#### PROMPT
Please give the data again in full, precisely as it is written.

Start of RECORDS FOR THE TASK

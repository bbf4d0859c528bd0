//! Evaluation pipeline.
//!
//! Validates the request, then combines the verdict strategy, source
//! catalog, content hash and reference generator into one response.

use crate::config::ServerConfig;
use crate::placeholder::{KeywordSourceCatalog, KeywordVerdictStrategy, RandomReferenceGenerator};
use std::sync::Arc;
use tracing::{debug, info};
use veritas_domain::{
    content_hash, EvaluationError, EvaluationRequest, EvaluationResponse, EvaluationStatus,
    ReferenceGenerator, SourceCatalog, VerdictStrategy,
};

/// Stateless evaluator shared by all requests
#[derive(Clone)]
pub struct Evaluator {
    verdicts: Arc<dyn VerdictStrategy>,
    sources: Arc<dyn SourceCatalog>,
    references: Arc<dyn ReferenceGenerator>,
}

impl Evaluator {
    /// Compose an evaluator from explicit strategies
    pub fn new(
        verdicts: Arc<dyn VerdictStrategy>,
        sources: Arc<dyn SourceCatalog>,
        references: Arc<dyn ReferenceGenerator>,
    ) -> Self {
        Self {
            verdicts,
            sources,
            references,
        }
    }

    /// Build the placeholder evaluator described by `config`
    pub fn from_config(config: &ServerConfig) -> Self {
        let sources = if config.sources.is_empty() {
            KeywordSourceCatalog::builtin()
        } else {
            KeywordSourceCatalog::from_rules(&config.sources)
        };
        debug!(keywords = sources.keyword_count(), "Source catalog ready");

        Self::new(
            Arc::new(KeywordVerdictStrategy::new()),
            Arc::new(sources),
            Arc::new(RandomReferenceGenerator::new(
                config.explorer_base_url.clone(),
            )),
        )
    }

    /// Evaluate a request
    ///
    /// Blank questions are rejected before any strategy runs.
    pub fn evaluate(
        &self,
        request: &EvaluationRequest,
    ) -> Result<EvaluationResponse, EvaluationError> {
        let question = request.validated_question()?;

        let hash = content_hash(question);
        let answer = self.verdicts.verdict(question)?;
        let sources = self.sources.sources_for(question);
        let reference = self.references.generate()?;

        debug!(tx_hash = %reference.tx_hash, "Generated transaction reference");
        info!(
            hash = %hash,
            answer,
            sources = sources.len(),
            "Evaluated question"
        );

        Ok(EvaluationResponse {
            question: question.to_string(),
            sources,
            answer,
            hash: hash.into_string(),
            status: EvaluationStatus::Evaluated,
            tx_hash: reference.tx_hash,
            explorer_url: reference.explorer_url,
        })
    }
}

End of RECORDS FOR THE TASK

#### EXPECTED ANSWER
repository bbf4d0859c528bd0
//! Evaluation pipeline.
//!
//! Validates the request, then combines the verdict strategy, source
//! catalog, content hash and reference generator into one response.

use crate::config::ServerConfig;
use crate::placeholder::{KeywordSourceCatalog, KeywordVerdictStrategy, RandomReferenceGenerator};
use std::sync::Arc;
use tracing::{debug, info};
use veritas_domain::{
    content_hash, EvaluationError, EvaluationRequest, EvaluationResponse, EvaluationStatus,
    ReferenceGenerator, SourceCatalog, VerdictStrategy,
};

/// Stateless evaluator shared by all requests
#[derive(Clone)]
pub struct Evaluator {
    verdicts: Arc<dyn VerdictStrategy>,
    sources: Arc<dyn SourceCatalog>,
    references: Arc<dyn ReferenceGenerator>,
}

impl Evaluator {
    /// Compose an evaluator from explicit strategies
    pub fn new(
        verdicts: Arc<dyn VerdictStrategy>,
        sources: Arc<dyn SourceCatalog>,
        references: Arc<dyn ReferenceGenerator>,
    ) -> Self {
        Self {
            verdicts,
            sources,
            references,
        }
    }

    /// Build the placeholder evaluator described by `config`
    pub fn from_config(config: &ServerConfig) -> Self {
        let sources = if config.sources.is_empty() {
            KeywordSourceCatalog::builtin()
        } else {
            KeywordSourceCatalog::from_rules(&config.sources)
        };
        debug!(keywords = sources.keyword_count(), "Source catalog ready");

        Self::new(
            Arc::new(KeywordVerdictStrategy::new()),
            Arc::new(sources),
            Arc::new(RandomReferenceGenerator::new(
                config.explorer_base_url.clone(),
            )),
        )
    }

    /// Evaluate a request
    ///
    /// Blank questions are rejected before any strategy runs.
    pub fn evaluate(
        &self,
        request: &EvaluationRequest,
    ) -> Result<EvaluationResponse, EvaluationError> {
        let question = request.validated_question()?;

        let hash = content_hash(question);
        let answer = self.verdicts.verdict(question)?;
        let sources = self.sources.sources_for(question);
        let reference = self.references.generate()?;

        debug!(tx_hash = %reference.tx_hash, "Generated transaction reference");
        info!(
            hash = %hash,
            answer,
            sources = sources.len(),
            "Evaluated question"
        );

        Ok(EvaluationResponse {
            question: question.to_string(),
            sources,
            answer,
            hash: hash.into_string(),
            status: EvaluationStatus::Evaluated,
            tx_hash: reference.tx_hash,
            explorer_url: reference.explorer_url,
        })
    }
}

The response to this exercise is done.